▶ _WHAT THE TASK REQUIRES_: Determine how many lines in the records below include the word "tracing" and output that number alone.

(DATA EXTRACT)

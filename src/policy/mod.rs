//! License policy: status taxonomy and the validator.

pub mod context;
pub mod status;
pub mod validator;

pub use context::LicenseContext;
pub use status::{
    LicenseDetails, LicenseStatus, MachineMismatch, ValidationDetails, ValidationResult,
    WarningLevel,
};
pub use validator::LicenseValidator;
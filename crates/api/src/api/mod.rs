// HTTP API routes
//
// This module contains the route handlers for the public API and the
// router that wires them together with CORS, tracing and the 404 fallback.

pub mod common;
pub mod error;
pub mod messages;
pub mod validation;

// Re-export common types
pub use common::ErrorResponse;
pub use error::ApiError;

use axum::{routing::get, Json, Router};
use serde::Serialize;
use tower_http::cors::{Any, CorsLayer};
use tower_http::trace::TraceLayer;
use utoipa::OpenApi;

use crate::openapi::ApiDoc;

#[derive(Serialize)]
struct HealthResponse {
    status: &'static str,
    version: &'static str,
}

async fn health() -> Json<HealthResponse> {
    Json(HealthResponse {
        status: "ok",
        version: env!("CARGO_PKG_VERSION"),
    })
}

async fn openapi_json() -> Json<utoipa::openapi::OpenApi> {
    Json(ApiDoc::openapi())
}

/// Build the application router
pub fn router(messages_state: messages::AppState) -> Router {
    Router::new()
        .route("/health", get(health))
        .route("/api-doc/openapi.json", get(openapi_json))
        .merge(messages::routes(messages_state))
        .fallback(common::handle_not_found)
        .layer(
            CorsLayer::new()
                .allow_origin(Any)
                .allow_methods(Any)
                .allow_headers(Any),
        )
        .layer(TraceLayer::new_for_http())
}
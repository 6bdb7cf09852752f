// Input validation for the message API
//
// The request body is checked field by field so every problem is reported at
// once, each as an issue with a JSON path. Nothing downstream runs unless the
// body is valid.

use relay_core::ToolCallRequest;
use serde::{Deserialize, Serialize};
use serde_json::{Map, Value};
use utoipa::ToSchema;

use super::messages::IncomingMessage;

/// A single field-level validation problem
#[derive(Debug, Clone, PartialEq, Eq, Serialize, Deserialize, ToSchema)]
pub struct ValidationIssue {
    /// Machine-readable issue kind (e.g. "invalid_type", "too_small").
    #[schema(example = "too_small")]
    pub code: String,
    /// Location of the offending value, from the body root.
    pub path: Vec<String>,
    /// Human-readable description.
    pub message: String,
}

impl ValidationIssue {
    pub fn new(code: &str, path: &[&str], message: impl Into<String>) -> Self {
        Self {
            code: code.to_string(),
            path: path.iter().map(|s| s.to_string()).collect(),
            message: message.into(),
        }
    }

    fn required(path: &[&str]) -> Self {
        Self::new("invalid_type", path, "Required")
    }

    fn expected(path: &[&str], expected: &str, received: &Value) -> Self {
        Self::new(
            "invalid_type",
            path,
            format!("Expected {}, received {}", expected, type_name(received)),
        )
    }

    fn too_small(path: &[&str]) -> Self {
        Self::new(
            "too_small",
            path,
            "String must contain at least 1 character(s)",
        )
    }
}

/// Validation failure carrying every issue found
#[derive(Debug, Clone, PartialEq, Eq)]
pub struct ValidationError(pub Vec<ValidationIssue>);

fn type_name(value: &Value) -> &'static str {
    match value {
        Value::Null => "null",
        Value::Bool(_) => "boolean",
        Value::Number(_) => "number",
        Value::String(_) => "string",
        Value::Array(_) => "array",
        Value::Object(_) => "object",
    }
}

/// Parse and validate a raw `POST /message` body
pub fn parse_incoming_message(body: &[u8]) -> Result<IncomingMessage, ValidationError> {
    let value: Value = serde_json::from_slice(body).map_err(|e| {
        tracing::debug!(error = %e, "Request body is not valid JSON");
        ValidationError(vec![ValidationIssue::new(
            "invalid_json",
            &[],
            format!("Malformed JSON in request body: {}", e),
        )])
    })?;

    validate_incoming_message(&value)
}

/// Validate an already-decoded JSON body
pub fn validate_incoming_message(value: &Value) -> Result<IncomingMessage, ValidationError> {
    let Some(object) = value.as_object() else {
        return Err(ValidationError(vec![ValidationIssue::expected(
            &[],
            "object",
            value,
        )]));
    };

    let mut issues = Vec::new();

    let user_message = required_string(object, "userMessage", &["userMessage"], &mut issues);

    let with_tool_call = match object.get("withToolCall") {
        None => None,
        Some(Value::Object(call)) => {
            let name = required_string(call, "name", &["withToolCall", "name"], &mut issues);
            let arguments = match call.get("arguments") {
                None => {
                    issues.push(ValidationIssue::required(&["withToolCall", "arguments"]));
                    None
                }
                Some(Value::String(s)) => Some(s.clone()),
                Some(other) => {
                    issues.push(ValidationIssue::expected(
                        &["withToolCall", "arguments"],
                        "string",
                        other,
                    ));
                    None
                }
            };
            match (name, arguments) {
                (Some(name), Some(arguments)) => Some(ToolCallRequest { name, arguments }),
                _ => None,
            }
        }
        Some(other) => {
            issues.push(ValidationIssue::expected(&["withToolCall"], "object", other));
            None
        }
    };

    match user_message {
        Some(user_message) if issues.is_empty() => Ok(IncomingMessage {
            user_message,
            with_tool_call,
        }),
        _ => {
            tracing::debug!(issues = issues.len(), "Request body failed validation");
            Err(ValidationError(issues))
        }
    }
}

/// Read a required, non-empty string field
fn required_string(
    object: &Map<String, Value>,
    key: &str,
    path: &[&str],
    issues: &mut Vec<ValidationIssue>,
) -> Option<String> {
    match object.get(key) {
        None => {
            issues.push(ValidationIssue::required(path));
            None
        }
        Some(Value::String(s)) if s.is_empty() => {
            issues.push(ValidationIssue::too_small(path));
            None
        }
        Some(Value::String(s)) => Some(s.clone()),
        Some(other) => {
            issues.push(ValidationIssue::expected(path, "string", other));
            None
        }
    }
}
//! send_email - stubbed email delivery
//!
//! Nothing is sent. After a fixed delay the tool reports success together with
//! the payload it was given, so the LLM can confirm the email to the user.

use async_trait::async_trait;
use serde::{Deserialize, Serialize};
use serde_json::Value;
use std::time::Duration;

use crate::error::{RelayError, Result};
use crate::tools::Tool;

const SENT_NOTE: &str = "The email is sent successfully using the email tool.";

/// Arguments for `send_email`
#[derive(Debug, Clone, PartialEq, Eq, Serialize, Deserialize)]
#[serde(deny_unknown_fields)]
pub struct SendEmailArgs {
    pub to: String,
    pub subject: String,
    pub body: String,
}

#[derive(Serialize)]
#[serde(rename_all = "camelCase")]
struct EmailReceipt<'a> {
    #[serde(rename = "noteForLLM")]
    note_for_llm: &'static str,
    email_payload: &'a SendEmailArgs,
}

#[derive(Debug, Clone)]
pub struct SendEmailTool {
    delay: Duration,
}

impl SendEmailTool {
    pub fn new(delay: Duration) -> Self {
        Self { delay }
    }

    pub fn delay(&self) -> Duration {
        self.delay
    }
}

#[async_trait]
impl Tool for SendEmailTool {
    type Args = SendEmailArgs;

    fn name(&self) -> &'static str {
        "send_email"
    }

    fn description(&self) -> &'static str {
        "Send an email to a given recipient with a subject and message."
    }

    fn parameters_schema(&self) -> Value {
        serde_json::json!({
            "type": "object",
            "properties": {
                "to": {
                    "type": "string",
                    "description": "The recipient email address."
                },
                "subject": {
                    "type": "string",
                    "description": "Email subject line."
                },
                "body": {
                    "type": "string",
                    "description": "Body of the email message."
                }
            },
            "required": ["to", "subject", "body"],
            "additionalProperties": false
        })
    }

    async fn execute(&self, args: SendEmailArgs) -> Result<String> {
        if !self.delay.is_zero() {
            tokio::time::sleep(self.delay).await;
        }

        let receipt = EmailReceipt {
            note_for_llm: SENT_NOTE,
            email_payload: &args,
        };
        serde_json::to_string_pretty(&receipt).map_err(|e| RelayError::Internal(e.into()))
    }
}
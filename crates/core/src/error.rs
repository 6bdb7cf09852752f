// Error types for the relay

use thiserror::Error;

/// Result type alias for relay operations
pub type Result<T> = std::result::Result<T, RelayError>;

/// Errors that can occur while handling a relayed message
#[derive(Debug, Error)]
pub enum RelayError {
    /// Tool name did not match any registered tool (only raised when
    /// unknown tools are rejected)
    #[error("Unknown tool: {0}")]
    ToolNotFound(String),

    /// Tool arguments could not be decoded into the tool's argument type
    #[error("Invalid arguments for tool {tool}: {message}")]
    ToolArguments { tool: String, message: String },

    /// Tool handler failed
    #[error("Tool execution error: {0}")]
    ToolExecution(String),

    /// LLM provider error
    #[error("LLM error: {0}")]
    Llm(String),

    /// LLM returned no output items
    #[error("LLM returned an empty output list")]
    EmptyCompletion,

    /// Configuration error
    #[error("Configuration error: {0}")]
    Configuration(String),

    /// Internal error
    #[error("Internal error: {0}")]
    Internal(#[from] anyhow::Error),
}

impl RelayError {
    /// Create a tool argument error
    pub fn arguments(tool: impl Into<String>, message: impl Into<String>) -> Self {
        RelayError::ToolArguments {
            tool: tool.into(),
            message: message.into(),
        }
    }

    /// Create a tool execution error
    pub fn tool(msg: impl Into<String>) -> Self {
        RelayError::ToolExecution(msg.into())
    }

    /// Create an LLM error
    pub fn llm(msg: impl Into<String>) -> Self {
        RelayError::Llm(msg.into())
    }

    /// Create a configuration error
    pub fn config(msg: impl Into<String>) -> Self {
        RelayError::Configuration(msg.into())
    }

    /// True for errors caused by the caller's request rather than by the relay
    /// or its upstreams.
    pub fn is_client_error(&self) -> bool {
        matches!(
            self,
            RelayError::ToolNotFound(_) | RelayError::ToolArguments { .. }
        )
    }
}

#[cfg(test)]
mod tests {
    use super::*;

    #[test]
    fn test_client_error_classification() {
        assert!(RelayError::ToolNotFound("nope".into()).is_client_error());
        assert!(RelayError::arguments("get_weather", "expected value").is_client_error());
        assert!(!RelayError::tool("boom").is_client_error());
        assert!(!RelayError::llm("timeout").is_client_error());
        assert!(!RelayError::EmptyCompletion.is_client_error());
    }

    #[test]
    fn test_display_messages() {
        assert_eq!(
            RelayError::arguments("send_email", "missing field `to`").to_string(),
            "Invalid arguments for tool send_email: missing field `to`"
        );
        assert_eq!(RelayError::llm("down").to_string(), "LLM error: down");
    }
}
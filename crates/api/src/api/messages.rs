// Message HTTP route and API contracts
//
// POST /message relays one user message to the LLM. With `withToolCall` the
// named tool runs first and its result is folded into a system prompt.

use axum::{body::Bytes, extract::State, routing::post, Json, Router};
use relay_core::ToolCallRequest;
use serde::{Deserialize, Serialize};
use std::sync::Arc;
use utoipa::ToSchema;

use super::common::{handle_not_found, ErrorResponse};
use super::error::ApiError;
use super::validation::parse_incoming_message;
use crate::services::MessageService;

// ============================================
// Message API Contracts
// ============================================

/// Request body for POST /message
#[derive(Debug, Clone, Serialize, Deserialize, PartialEq, Eq, ToSchema)]
#[serde(rename_all = "camelCase")]
pub struct IncomingMessage {
    /// The user's chat message (non-empty).
    #[schema(example = "What's the weather in Paris?")]
    pub user_message: String,
    /// Optional tool to run before calling the LLM.
    #[serde(default, skip_serializing_if = "Option::is_none")]
    pub with_tool_call: Option<ToolCallRequest>,
}

impl IncomingMessage {
    pub fn new(user_message: impl Into<String>) -> Self {
        Self {
            user_message: user_message.into(),
            with_tool_call: None,
        }
    }

    pub fn with_tool_call(mut self, name: impl Into<String>, arguments: impl Into<String>) -> Self {
        self.with_tool_call = Some(ToolCallRequest {
            name: name.into(),
            arguments: arguments.into(),
        });
        self
    }
}

/// First output item of the LLM response, passed through unchanged.
/// Either a message object or a function-call object.
#[derive(Debug, Clone, Serialize, Deserialize, ToSchema)]
#[serde(transparent)]
#[schema(value_type = Object)]
pub struct OutputItem(pub serde_json::Value);

// ============================================
// App State and Routes
// ============================================

/// App state for message routes
#[derive(Clone)]
pub struct AppState {
    pub message_service: Arc<MessageService>,
}

impl AppState {
    pub fn new(message_service: MessageService) -> Self {
        Self {
            message_service: Arc::new(message_service),
        }
    }
}

/// Create message routes
pub fn routes(state: AppState) -> Router {
    Router::new()
        .route("/message", post(post_message).fallback(handle_not_found))
        .with_state(state)
}

// ============================================
// HTTP Handlers
// ============================================

/// POST /message - Relay a user message to the LLM
#[utoipa::path(
    post,
    path = "/message",
    request_body = IncomingMessage,
    responses(
        (status = 200, description = "First output item of the LLM response", body = OutputItem),
        (status = 400, description = "Request body failed validation", body = ErrorResponse),
        (status = 500, description = "Tool or LLM failure", body = ErrorResponse)
    ),
    tag = "messages"
)]
pub async fn post_message(
    State(state): State<AppState>,
    body: Bytes,
) -> Result<Json<OutputItem>, ApiError> {
    let message = parse_incoming_message(&body)?;
    let item = state.message_service.relay(message).await?;
    Ok(Json(OutputItem(item)))
}

// ============================================
// Tests
// ============================================
// Tool definitions and tool call requests
//
// ToolDefinition is the declaration sent to the LLM in the `tools` list of a
// Responses API request. ToolCallRequest is the caller's pre-selected tool call.

use serde::{Deserialize, Serialize};

/// Tool declaration offered to the LLM
#[derive(Debug, Clone, Serialize, Deserialize, PartialEq)]
#[serde(tag = "type", rename_all = "snake_case")]
pub enum ToolDefinition {
    /// Function tool, executed by the relay
    Function(FunctionTool),
}

impl ToolDefinition {
    pub fn name(&self) -> &str {
        match self {
            ToolDefinition::Function(function) => &function.name,
        }
    }
}

/// Function tool declaration
#[derive(Debug, Clone, Serialize, Deserialize, PartialEq)]
pub struct FunctionTool {
    /// Tool name (used by the LLM and for registry lookup)
    pub name: String,
    /// Tool description for the LLM
    pub description: String,
    /// JSON schema for tool parameters
    pub parameters: serde_json::Value,
    /// Whether the LLM must follow the schema exactly
    pub strict: bool,
}

/// Tool call selected by the caller
#[derive(Debug, Clone, Serialize, Deserialize, PartialEq, Eq)]
#[cfg_attr(feature = "openapi", derive(utoipa::ToSchema))]
pub struct ToolCallRequest {
    /// Tool name to execute
    #[cfg_attr(feature = "openapi", schema(example = "get_weather"))]
    pub name: String,
    /// Arguments as a JSON-encoded string
    #[cfg_attr(
        feature = "openapi",
        schema(example = "{\"latitude\":48.85,\"longitude\":2.35}")
    )]
    pub arguments: String,
}
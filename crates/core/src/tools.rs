// Tool Abstraction
//
// Tools implement the `Tool` trait with a strongly-typed argument struct.
// The registry holds a closed set of built-in tools (`BuiltinTool`) and
// resolves them by exact name.
//
// Design decisions:
// - Dispatch is a match over BuiltinTool, so adding a tool is a compile-checked change
// - Arguments are decoded per tool; a decode failure is ToolArguments, never ToolNotFound
// - The registry is immutable once built and shared behind an Arc

use async_trait::async_trait;
use serde::de::DeserializeOwned;
use serde_json::Value;
use std::collections::HashMap;

use crate::capabilities::{GetWeatherTool, SendEmailTool};
use crate::config::RelayConfig;
use crate::error::{RelayError, Result};
use crate::tool_types::{FunctionTool, ToolDefinition};

// ============================================================================
// Tool Trait
// ============================================================================

/// Trait for tools the relay can execute on the caller's behalf.
#[async_trait]
pub trait Tool: Send + Sync {
    /// Decoded argument type
    type Args: DeserializeOwned + Send;

    /// Returns the tool's unique name.
    fn name(&self) -> &'static str;

    /// Returns a description of what the tool does.
    fn description(&self) -> &'static str;

    /// Returns the JSON schema for the tool's parameters.
    fn parameters_schema(&self) -> Value;

    /// Whether the LLM is asked to follow the schema strictly.
    fn strict(&self) -> bool {
        true
    }

    /// Execute the tool and return its string payload.
    async fn execute(&self, args: Self::Args) -> Result<String>;

    /// Decode raw JSON arguments into `Self::Args`.
    fn decode_arguments(&self, arguments: Value) -> Result<Self::Args> {
        serde_json::from_value(arguments)
            .map_err(|e| RelayError::arguments(self.name(), e.to_string()))
    }

    /// Convert this tool to the declaration sent to the LLM.
    fn to_definition(&self) -> ToolDefinition {
        ToolDefinition::Function(FunctionTool {
            name: self.name().to_string(),
            description: self.description().to_string(),
            parameters: self.parameters_schema(),
            strict: self.strict(),
        })
    }
}

async fn decode_and_execute<T: Tool>(tool: &T, arguments: Value) -> Result<String> {
    let args = tool.decode_arguments(arguments)?;
    tool.execute(args).await
}

// ============================================================================
// BuiltinTool - closed set of tools
// ============================================================================

/// Every tool the relay knows how to run.
#[derive(Debug, Clone)]
pub enum BuiltinTool {
    GetWeather(GetWeatherTool),
    SendEmail(SendEmailTool),
}

impl BuiltinTool {
    pub fn name(&self) -> &'static str {
        match self {
            BuiltinTool::GetWeather(tool) => tool.name(),
            BuiltinTool::SendEmail(tool) => tool.name(),
        }
    }

    pub fn definition(&self) -> ToolDefinition {
        match self {
            BuiltinTool::GetWeather(tool) => tool.to_definition(),
            BuiltinTool::SendEmail(tool) => tool.to_definition(),
        }
    }

    /// Decode `arguments` into the tool's argument type and run it.
    pub async fn invoke(&self, arguments: Value) -> Result<String> {
        match self {
            BuiltinTool::GetWeather(tool) => decode_and_execute(tool, arguments).await,
            BuiltinTool::SendEmail(tool) => decode_and_execute(tool, arguments).await,
        }
    }
}

impl From<GetWeatherTool> for BuiltinTool {
    fn from(tool: GetWeatherTool) -> Self {
        BuiltinTool::GetWeather(tool)
    }
}

impl From<SendEmailTool> for BuiltinTool {
    fn from(tool: SendEmailTool) -> Self {
        BuiltinTool::SendEmail(tool)
    }
}

// ============================================================================
// ToolRegistry
// ============================================================================

/// Fixed, ordered collection of tools with O(1) lookup by name.
///
/// # Example
///
/// ```ignore
/// let registry = ToolRegistry::builder()
///     .tool(GetWeatherTool::new("https://api.open-meteo.com/v1/forecast"))
///     .tool(SendEmailTool::new(Duration::from_secs(2)))
///     .build();
///
/// let definitions = registry.definitions();
/// let tool = registry.find("get_weather");
/// ```
#[derive(Debug, Clone, Default)]
pub struct ToolRegistry {
    tools: Vec<BuiltinTool>,
    index: HashMap<&'static str, usize>,
}

impl ToolRegistry {
    /// Create an empty registry
    pub fn new() -> Self {
        Self::default()
    }

    /// Create the registry of built-in tools (`get_weather`, `send_email`)
    pub fn from_config(config: &RelayConfig) -> Self {
        ToolRegistry::builder()
            .tool(GetWeatherTool::new(config.weather_api_url.clone()))
            .tool(SendEmailTool::new(config.email_send_delay))
            .build()
    }

    pub fn builder() -> ToolRegistryBuilder {
        ToolRegistryBuilder::new()
    }

    /// Register a tool. A tool with the same name is replaced in place.
    fn register(&mut self, tool: BuiltinTool) {
        match self.index.get(tool.name()) {
            Some(&position) => self.tools[position] = tool,
            None => {
                self.index.insert(tool.name(), self.tools.len());
                self.tools.push(tool);
            }
        }
    }

    /// Find a tool by exact name
    pub fn find(&self, name: &str) -> Option<&BuiltinTool> {
        self.index.get(name).map(|&position| &self.tools[position])
    }

    /// Tool declarations in registration order
    pub fn definitions(&self) -> Vec<ToolDefinition> {
        self.tools.iter().map(BuiltinTool::definition).collect()
    }

    pub fn names(&self) -> Vec<&'static str> {
        self.tools.iter().map(BuiltinTool::name).collect()
    }

    pub fn len(&self) -> usize {
        self.tools.len()
    }

    pub fn is_empty(&self) -> bool {
        self.tools.is_empty()
    }
}

/// Builder for ToolRegistry with fluent API
#[derive(Default)]
pub struct ToolRegistryBuilder {
    registry: ToolRegistry,
}

impl ToolRegistryBuilder {
    pub fn new() -> Self {
        Self::default()
    }

    /// Add a tool
    pub fn tool(mut self, tool: impl Into<BuiltinTool>) -> Self {
        self.registry.register(tool.into());
        self
    }

    pub fn build(self) -> ToolRegistry {
        self.registry
    }
}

(End DATA EXTRACT)

▶ _ANSWER_: 3